Solve for $x \frac{dv}{dx}$:
$x \frac{dv}{dx} = \frac{2 + 3v}{3 - 2v} - v = \frac{2 + 3v - 3v + 2v^2}{3 - 2v} = \frac{2 + 2v^2}{3 - 2v}$.
Thus:
$\frac{3 - 2v}{2(1 + v^2)} dv = \frac{dx}{x}$.

3. Integrate Both Sides:
Left-hand side:
$\int \frac{3 - 2v}{2(1 + v^2)} dv = \int \left( \frac{3}{2(1 + v^2)} - \frac{v}{1 + v^2} \right) dv = \frac{3}{2} \arctan v - \frac{1}{2} \log(1 + v^2) + C_1$.
Right-hand side:
$\int \frac{dx}{x} = \log |x| + C_2$.
Equate:
$\frac{3}{2} \arctan v - \frac{1}{2} \log(1 + v^2) = \log |x| + C$.

4. Substitute Back:
Since $v = \frac{y}{x}$:
$\frac{3}{2} \arctan\left( \frac{y}{x} \right) - \frac{1}{2} \log\left( 1 + \frac{y^2}{x^2} \right) = \log |x| + C$.
Simplify:
$\frac{3}{2} \arctan\left( \frac{y}{x} \right) - \frac{1}{2} \log(x^2 + y^2) + \log |x| = \log |x| + C$.
Thus:
$\frac{3}{2} \arctan\left( \frac{y}{x} \right) - \frac{1}{2} \log(x^2 + y^2) = C$.

5. Simplify the Solution:
Multiply by 2:
$3 \arctan\left( \frac{y}{x} \right) - \log(x^2 + y^2) = k$.
Rewrite:
$\arctan\left( \frac{y}{x} \right) = \frac{1}{3} \log(x^2 + y^2) + \frac{k}{3}$.
The coefficient of $\log(x^2 + y^2)$ is $\frac{1}{3}$.

Final Answer:
The coefficient of $\log(x^2 + y^2)$ is $\frac{1}{3}$.

Answer 2

Step 1: Verify Homogeneity

The given equation is homogeneous because it can be rewritten as:

(2x + 3y) / (3x - 2y) = (2 + 3(y/x)) / (3 - 2(y/x))

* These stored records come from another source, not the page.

//! Artifact storage for the pool seeder toolkit.
//!
//! Deployment results (contract addresses, code IDs) are cached as JSON
//! files on disk so later runs can reuse them instead of redeploying.
//! Artifacts are keyed by a logical name, written wholesale, and read back
//! leniently: a missing or corrupt artifact reads as an empty JSON object,
//! never an error.

use serde::de::DeserializeOwned;
use serde::Serialize;
use serde_json::Value;
use std::path::PathBuf;
use thiserror::Error;
use tokio::fs;

/// Errors that can occur when writing artifacts.
///
/// Reads are infallible by design; only writes surface errors.
#[derive(Debug, Error)]
pub enum StorageError {
	/// Error that occurs during file I/O operations.
	#[error("IO error: {0}")]
	Io(#[from] std::io::Error),
	/// Error that occurs when serializing an artifact payload.
	#[error("Serialization error: {0}")]
	Serialization(#[from] serde_json::Error),
}

/// On-disk JSON artifact cache.
///
/// One `<name>.json` file per artifact under the base directory. Writes
/// replace the whole document; there is no partial merge.
pub struct ArtifactStore {
	/// Base directory for artifact files.
	base_path: PathBuf,
}

impl ArtifactStore {
	/// Creates a store rooted at the given directory.
	///
	/// The directory is created lazily on first write.
	pub fn new(base_path: impl Into<PathBuf>) -> Self {
		Self {
			base_path: base_path.into(),
		}
	}

	/// Converts an artifact name to a filesystem-safe file path.
	fn file_path(&self, name: &str) -> PathBuf {
		let safe_name = name.replace(['/', ':'], "_");
		self.base_path.join(format!("{}.json", safe_name))
	}

	/// Writes an artifact wholesale, replacing any previous payload.
	///
	/// The write goes to a temp file first and is renamed into place so a
	/// crashed run never leaves a half-written artifact behind.
	pub async fn write<T: Serialize>(&self, name: &str, payload: &T) -> Result<(), StorageError> {
		let path = self.file_path(name);

		if let Some(parent) = path.parent() {
			fs::create_dir_all(parent).await?;
		}

		let data = serde_json::to_vec_pretty(payload)?;
		let temp_path = path.with_extension("tmp");
		fs::write(&temp_path, data).await?;
		fs::rename(&temp_path, &path).await?;

		Ok(())
	}

	/// Reads an artifact by name.
	///
	/// Returns the parsed document, or an empty JSON object when the file
	/// is missing or unparseable.
	pub async fn read(&self, name: &str) -> Value {
		let path = self.file_path(name);
		match fs::read(&path).await {
			Ok(data) => match serde_json::from_slice(&data) {
				Ok(value) => value,
				Err(e) => {
					tracing::warn!(artifact = name, "corrupt artifact ignored: {}", e);
					Value::Object(Default::default())
				}
			},
			Err(_) => Value::Object(Default::default()),
		}
	}

	/// Reads an artifact and deserializes it into a typed payload.
	///
	/// Returns `None` when the artifact is missing or does not match the
	/// expected shape.
	pub async fn read_typed<T: DeserializeOwned>(&self, name: &str) -> Option<T> {
		serde_json::from_value(self.read(name).await).ok()
	}
}

#[cfg(test)]
mod tests {
	use super::*;
	use serde::Deserialize;

	#[derive(Debug, PartialEq, Serialize, Deserialize)]
	struct Deployment {
		contract: String,
		code_id: u64,
	}

	#[tokio::test]
	async fn test_round_trip() {
		let dir = tempfile::tempdir().unwrap();
		let store = ArtifactStore::new(dir.path());

		let payload = Deployment {
			contract: "sim1contract0001".to_string(),
			code_id: 7,
		};
		store.write("gaming", &payload).await.unwrap();

		let value = store.read("gaming").await;
		assert_eq!(value["contract"], "sim1contract0001");
		assert_eq!(value["code_id"], 7);

		let typed: Deployment = store.read_typed("gaming").await.unwrap();
		assert_eq!(typed, payload);
	}

	#[tokio::test]
	async fn test_missing_artifact_reads_as_empty_object() {
		let dir = tempfile::tempdir().unwrap();
		let store = ArtifactStore::new(dir.path());

		let value = store.read("nonexistent").await;
		assert_eq!(value, serde_json::json!({}));
		assert!(store.read_typed::<Deployment>("nonexistent").await.is_none());
	}

	#[tokio::test]
	async fn test_corrupt_artifact_reads_as_empty_object() {
		let dir = tempfile::tempdir().unwrap();
		tokio::fs::write(dir.path().join("broken.json"), b"{not json")
			.await
			.unwrap();
		let store = ArtifactStore::new(dir.path());

		let value = store.read("broken").await;
		assert_eq!(value, serde_json::json!({}));
	}

	#[tokio::test]
	async fn test_write_replaces_wholesale() {
		let dir = tempfile::tempdir().unwrap();
		let store = ArtifactStore::new(dir.path());

		store
			.write("artifact", &serde_json::json!({ "a": 1, "b": 2 }))
			.await
			.unwrap();
		store
			.write("artifact", &serde_json::json!({ "c": 3 }))
			.await
			.unwrap();

		// No merge with the previous payload.
		let value = store.read("artifact").await;
		assert_eq!(value, serde_json::json!({ "c": 3 }));
	}

	#[tokio::test]
	async fn test_name_sanitization() {
		let dir = tempfile::tempdir().unwrap();
		let store = ArtifactStore::new(dir.path());

		store
			.write("net/gaming:v2", &serde_json::json!({ "ok": true }))
			.await
			.unwrap();
		assert_eq!(
			store.read("net/gaming:v2").await,
			serde_json::json!({ "ok": true })
		);
		assert!(dir.path().join("net_gaming_v2.json").exists());
	}
}
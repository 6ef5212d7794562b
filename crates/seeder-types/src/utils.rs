//! Serde helpers for contract wire formats.

/// Serializes a `u128` as a decimal string and back.
///
/// CosmWasm contracts encode `Uint128` values as JSON strings; every amount
/// that crosses the contract boundary goes through this representation.
pub mod uint128_str {
	use serde::{de, Deserialize, Deserializer, Serializer};

	pub fn serialize<S>(value: &u128, serializer: S) -> Result<S::Ok, S::Error>
	where
		S: Serializer,
	{
		serializer.serialize_str(&value.to_string())
	}

	pub fn deserialize<'de, D>(deserializer: D) -> Result<u128, D::Error>
	where
		D: Deserializer<'de>,
	{
		let s = String::deserialize(deserializer)?;
		s.parse::<u128>().map_err(de::Error::custom)
	}
}

#[cfg(test)]
mod tests {
	use serde::{Deserialize, Serialize};

	#[derive(Debug, PartialEq, Serialize, Deserialize)]
	struct Amount {
		#[serde(with = "super::uint128_str")]
		value: u128,
	}

	#[test]
	fn test_uint128_round_trip() {
		let amount = Amount { value: 1000 };
		let json = serde_json::to_string(&amount).unwrap();
		assert_eq!(json, r#"{"value":"1000"}"#);

		let back: Amount = serde_json::from_str(&json).unwrap();
		assert_eq!(back, amount);
	}

	#[test]
	fn test_uint128_rejects_non_numeric() {
		let result = serde_json::from_str::<Amount>(r#"{"value":"abc"}"#);
		assert!(result.is_err());
	}
}
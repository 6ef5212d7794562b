//! Wallet, address, and coin primitives.
//!
//! Addresses are opaque bech32 strings; key material never appears here.
//! Signing happens behind the chain client, so a wallet is identified to
//! the rest of the system by its address alone.

use serde::{Deserialize, Serialize};
use std::fmt;

/// A bech32 account or contract address on the target chain.
///
/// The seeder never validates or decodes addresses; they are passed through
/// to the chain client and the contracts as-is.
#[derive(Debug, Clone, PartialEq, Eq, Hash, Serialize, Deserialize)]
#[serde(transparent)]
pub struct Address(pub String);

impl Address {
	/// Returns the address as a string slice.
	pub fn as_str(&self) -> &str {
		&self.0
	}
}

impl fmt::Display for Address {
	fn fmt(&self, f: &mut fmt::Formatter<'_>) -> fmt::Result {
		f.write_str(&self.0)
	}
}

impl From<&str> for Address {
	fn from(s: &str) -> Self {
		Address(s.to_string())
	}
}

impl From<String> for Address {
	fn from(s: String) -> Self {
		Address(s)
	}
}

/// A wallet known to the chain client.
///
/// The client holds the signing key for this address; the seeder only ever
/// names the wallet as a transaction sender.
#[derive(Debug, Clone, PartialEq, Eq, Serialize, Deserialize)]
pub struct Wallet {
	/// The wallet's account address.
	pub address: Address,
}

impl Wallet {
	/// Creates a wallet handle for the given address.
	pub fn new(address: impl Into<Address>) -> Self {
		Self {
			address: address.into(),
		}
	}
}

/// A native-currency amount in a specific denomination.
#[derive(Debug, Clone, PartialEq, Eq, Serialize, Deserialize)]
pub struct Coin {
	/// Denomination label, e.g. "uusd".
	pub denom: String,
	/// Amount in the smallest unit of the denomination.
	#[serde(with = "crate::utils::uint128_str")]
	pub amount: u128,
}

impl Coin {
	/// Creates a coin of the given denomination and amount.
	pub fn new(denom: impl Into<String>, amount: u128) -> Self {
		Self {
			denom: denom.into(),
			amount,
		}
	}
}

impl fmt::Display for Coin {
	fn fmt(&self, f: &mut fmt::Formatter<'_>) -> fmt::Result {
		write!(f, "{}{}", self.amount, self.denom)
	}
}
//! Main entry point for the pool seeder service.
//!
//! This binary runs the bid-seeding workflow against a gaming pool
//! contract: deploy (or rediscover) the pool, provision the gamer wallet,
//! and fill the pool with bids. The chain behind it is selected by
//! configuration; the in-process simulated chain is the only client wired
//! in here.

use clap::Parser;
use seeder_config::Config;
use seeder_contract::ContractClient;
use seeder_delivery::implementations::sim::SimChain;
use seeder_delivery::DeliveryService;
use seeder_types::{Address, FeeConfig};
use std::path::PathBuf;
use std::sync::Arc;

mod scenario;

use scenario::Scenario;

/// Command-line arguments for the pool seeder.
#[derive(Parser, Debug)]
#[command(author, version, about, long_about = None)]
struct Args {
	/// Path to configuration file
	#[arg(short, long, default_value = "config.toml")]
	config: PathBuf,

	/// Log level (trace, debug, info, warn, error)
	#[arg(short, long, default_value = "info")]
	log_level: String,
}

#[tokio::main]
async fn main() {
	let args = Args::parse();

	// Initialize tracing with env filter
	use tracing_subscriber::{fmt, EnvFilter};

	let default_directive = args.log_level.to_string();
	let env_filter =
		EnvFilter::try_from_default_env().unwrap_or_else(|_| EnvFilter::new(default_directive));

	fmt().with_env_filter(env_filter).with_target(true).init();

	tracing::info!("Started pool seeder");

	execute(&args).await;
}

/// Runs the workflow and reports the outcome.
///
/// Failures are logged, never rethrown; the process exits zero either way.
async fn execute(args: &Args) {
	if let Err(e) = run(args).await {
		tracing::error!("Seeding run failed: {}", e);
	}
}

async fn run(args: &Args) -> Result<(), Box<dyn std::error::Error>> {
	let config = Config::from_file(&args.config)?;
	tracing::info!("Loaded configuration [{}]", config.chain.chain_id);

	let delivery = build_delivery(&config).await?;
	let client = ContractClient::new(delivery.clone(), FeeConfig::from(&config.fee));
	let scenario = Scenario::new(config, client);

	let result = scenario.run().await;

	// Gas is reported whether the run succeeded or not.
	tracing::info!(gas_used = delivery.gas_used(), "total gas consumed");

	let outcome = result?;
	tracing::info!(
		contract = outcome.deployment.gaming,
		pool_id = outcome.deployment.pool_id,
		"Stopped pool seeder"
	);
	Ok(())
}

/// Builds the delivery gateway for the configured chain implementation.
async fn build_delivery(config: &Config) -> Result<Arc<DeliveryService>, Box<dyn std::error::Error>> {
	match config.chain.implementation.as_str() {
		"sim" => {
			let genesis = config
				.sim
				.as_ref()
				.ok_or("a [sim] section is required for the sim chain implementation")?;

			let chain = Arc::new(SimChain::new());
			chain
				.register_pair(
					&Address::from(config.contracts.proxy.as_str()),
					genesis.pair_token_reserve,
					genesis.pair_native_reserve,
				)
				.await;
			chain
				.register_token(
					&Address::from(config.contracts.token.as_str()),
					&genesis.token_name,
					genesis
						.token_balances
						.iter()
						.map(|b| (Address::from(b.address.as_str()), b.amount))
						.collect(),
				)
				.await;
			for balance in &genesis.bank_balances {
				chain
					.set_bank_balance(
						&Address::from(balance.address.as_str()),
						&config.chain.native_denom,
						balance.amount,
					)
					.await;
			}

			Ok(Arc::new(DeliveryService::new(chain)))
		}
		other => Err(format!("unknown chain implementation: {}", other).into()),
	}
}

#[cfg(test)]
mod tests {
	use super::*;

	fn args_for(config: &std::path::Path) -> Args {
		Args {
			config: config.to_path_buf(),
			log_level: "info".to_string(),
		}
	}

	async fn failing_config(dir: &std::path::Path) -> PathBuf {
		// skip_setup with an empty artifact cache makes the scenario fail.
		let path = dir.join("config.toml");
		let toml = format!(
			r#"
			[chain]
			chain_id = "localterra"

			[wallets]
			admin = "sim1admin"
			gamer = "sim1gamer"
			funding = "sim1funding"

			[contracts]
			token = "sim1token"
			proxy = "sim1pair"

			[seeding]
			skip_setup = true
			artifacts_dir = "{artifacts}"

			[sim]
			pair_token_reserve = 5000000
			pair_native_reserve = 1000000
			"#,
			artifacts = dir.join("artifacts").display(),
		);
		tokio::fs::write(&path, toml).await.unwrap();
		path
	}

	#[tokio::test]
	async fn test_failed_run_is_logged_not_rethrown() {
		let dir = tempfile::tempdir().unwrap();
		let config = failing_config(dir.path()).await;

		// The underlying run fails...
		let err = run(&args_for(&config)).await.unwrap_err();
		assert!(err.to_string().contains("no cached deployment"));

		// ...but the entry point swallows it, so the process exits zero.
		execute(&args_for(&config)).await;
	}

	#[tokio::test]
	async fn test_unknown_implementation_rejected() {
		let dir = tempfile::tempdir().unwrap();
		let config = failing_config(dir.path()).await;
		let toml = tokio::fs::read_to_string(&config).await.unwrap();
		tokio::fs::write(
			&config,
			toml.replace("[chain]", "[chain]\nimplementation = \"lcd\""),
		)
		.await
		.unwrap();

		let err = run(&args_for(&config)).await.unwrap_err();
		assert!(err.to_string().contains("unknown chain implementation"));
	}
}
//! Transaction delivery module for the pool seeder toolkit.
//!
//! This module handles the submission of chain transactions and stateless
//! chain reads. It defines the [`ChainClient`] abstraction over the remote
//! chain (signing, broadcast, queries) and the [`DeliveryService`] gateway
//! that submits message batches through it, surfaces broadcast failures
//! uniformly, and accumulates gas usage for the run.

use async_trait::async_trait;
use seeder_types::{Address, CodeInfo, ContractInfo, FeeConfig, TxRequest, TxResult};
use serde_json::Value;
use std::sync::atomic::{AtomicU64, Ordering};
use std::sync::Arc;
use thiserror::Error;

/// Re-export implementations
pub mod implementations {
	pub mod sim;
}

/// Errors that can occur during transaction delivery operations.
#[derive(Debug, Error)]
pub enum DeliveryError {
	/// Error that occurs during network communication; propagated from the
	/// chain client unchanged.
	#[error("Network error: {0}")]
	Network(String),
	/// The chain accepted the broadcast but reported a non-zero result code.
	#[error("Transaction failed! code: {code} codespace: {codespace} raw_log: {raw_log}")]
	TxFailed {
		code: u32,
		codespace: String,
		raw_log: String,
	},
	/// A transaction request carried no messages.
	#[error("Transaction has no messages")]
	EmptyTransaction,
}

/// Trait defining the interface to the remote chain.
///
/// Implementations own wallet keys and the transport; the seeder only sees
/// message-level operations. Queries are stateless with no retry or caching;
/// a transport failure propagates unchanged to the caller.
#[async_trait]
pub trait ChainClient: Send + Sync {
	/// Signs and broadcasts a transaction, returning the chain's response.
	///
	/// A non-zero result code is reported inside the returned [`TxResult`],
	/// not as an `Err`; `Err` is reserved for transport failures.
	async fn broadcast(
		&self,
		request: &TxRequest,
		fee: &FeeConfig,
	) -> Result<TxResult, DeliveryError>;

	/// Queries a contract's stored state with a JSON message.
	async fn query_contract(
		&self,
		contract: &Address,
		msg: &Value,
	) -> Result<Value, DeliveryError>;

	/// Fetches metadata for a deployed contract.
	async fn contract_info(&self, contract: &Address) -> Result<ContractInfo, DeliveryError>;

	/// Fetches metadata for uploaded bytecode.
	async fn code_info(&self, code_id: u64) -> Result<CodeInfo, DeliveryError>;

	/// Fetches a native-currency account balance in the given denomination.
	///
	/// Accounts with no balance entry report zero.
	async fn bank_balance(&self, address: &Address, denom: &str) -> Result<u128, DeliveryError>;

	/// Returns the latest block timestamp in Unix seconds.
	async fn block_time(&self) -> Result<i64, DeliveryError>;
}

/// Gateway that submits transactions through a chain client.
///
/// The service validates requests, maps chain-reported failures into
/// [`DeliveryError::TxFailed`], and accumulates the gas usage of every
/// successful transaction. The accumulator belongs to the service instance,
/// so each run owns its own counter.
pub struct DeliveryService {
	/// The chain client used for broadcast and queries.
	client: Arc<dyn ChainClient>,
	/// Total gas used by transactions submitted through this service.
	gas_used: AtomicU64,
}

impl DeliveryService {
	/// Creates a new DeliveryService over the given chain client.
	pub fn new(client: Arc<dyn ChainClient>) -> Self {
		Self {
			client,
			gas_used: AtomicU64::new(0),
		}
	}

	/// Submits a transaction and returns the chain's result.
	///
	/// Fails with [`DeliveryError::EmptyTransaction`] when the request has
	/// no messages and with [`DeliveryError::TxFailed`] when the chain
	/// reports a non-zero code. On success the transaction's gas usage is
	/// added to the running total. No retry is attempted on failure.
	pub async fn submit(
		&self,
		request: &TxRequest,
		fee: &FeeConfig,
	) -> Result<TxResult, DeliveryError> {
		if request.msgs.is_empty() {
			return Err(DeliveryError::EmptyTransaction);
		}

		let result = self.client.broadcast(request, fee).await?;

		if result.is_error() {
			return Err(DeliveryError::TxFailed {
				code: result.code,
				codespace: result.codespace,
				raw_log: result.raw_log,
			});
		}

		self.gas_used.fetch_add(result.gas_used, Ordering::Relaxed);
		tracing::info!(txhash = %result.txhash, gas = result.gas_used, "transaction submitted");

		Ok(result)
	}

	/// Total gas used by all transactions submitted through this service.
	pub fn gas_used(&self) -> u64 {
		self.gas_used.load(Ordering::Relaxed)
	}

	/// Queries a contract's stored state.
	pub async fn query_contract(
		&self,
		contract: &Address,
		msg: &Value,
	) -> Result<Value, DeliveryError> {
		self.client.query_contract(contract, msg).await
	}

	/// Fetches metadata for a deployed contract.
	pub async fn contract_info(&self, contract: &Address) -> Result<ContractInfo, DeliveryError> {
		self.client.contract_info(contract).await
	}

	/// Fetches metadata for uploaded bytecode.
	pub async fn code_info(&self, code_id: u64) -> Result<CodeInfo, DeliveryError> {
		self.client.code_info(code_id).await
	}

	/// Fetches a native-currency balance.
	pub async fn bank_balance(
		&self,
		address: &Address,
		denom: &str,
	) -> Result<u128, DeliveryError> {
		self.client.bank_balance(address, denom).await
	}

	/// Returns the latest block timestamp in Unix seconds.
	pub async fn block_time(&self) -> Result<i64, DeliveryError> {
		self.client.block_time().await
	}
}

Now, let’s assume that y = vx, where v = y/x. Thus, dy/dx = v + x(dv/dx).

Step 2: Substitute and Simplify

Substitute y = vx and dy/dx = v + x(dv/dx) into the equation:

v + x(dv/dx) = (2 + 3v) / (3 - 2v)

Now, solve for x(dv/dx):

x(dv/dx) = (2 + 3v) / (3 - 2v) - v = (2 + 3v - 3v + 2v²) / (3 - 2v) = (2 + 2v²) / (3 - 2v)

Thus, the equation becomes:

(3 - 2v) / (2(1 + v²)) dv = dx / x

Step 3: Integrate Both Sides

Now, we will integrate both sides of the equation:

Left-hand side:

        ∫ (3 - 2v) / (2(1 + v²)) dv        = ∫ (3 / 2(1 + v²)) - (v / (1 + v²)) dv        = (3/2) arctan(v) - (1/2) log(1 + v²) + C₁    

Right-hand side:

        ∫ (dx / x) = log |x| + C₂    

Equating both sides:

        (3 / 2) arctan(v) - (1 / 2) log(1 + v²) = log |x| + C    

Step 4: Substitute Back

Recall that v = y/x. Substitute this back into the equation:

        (3 / 2) arctan(y/x) - (1 / 2) log(1 + (y²/x²)) = log |x| + C    

Now simplify the expression:

        (3 / 2) arctan(y/x) - (1 / 2) log(x² + y²) + log |x| = log |x| + C    

Thus, we have:

        (3 / 2) arctan(y/x) - (1 / 2) log(x² + y²) = C    

Step 5: Simplify the Final Solution

To simplify further, multiply through by 2:

        3 arctan(y/x) - log(x² + y²) = k    

Rearranging the terms gives us:

        arctan(y/x) = (1/3) log(x² + y²) + k/3    

Final Answer:

The coefficient of log(x² + y²) is 1/3.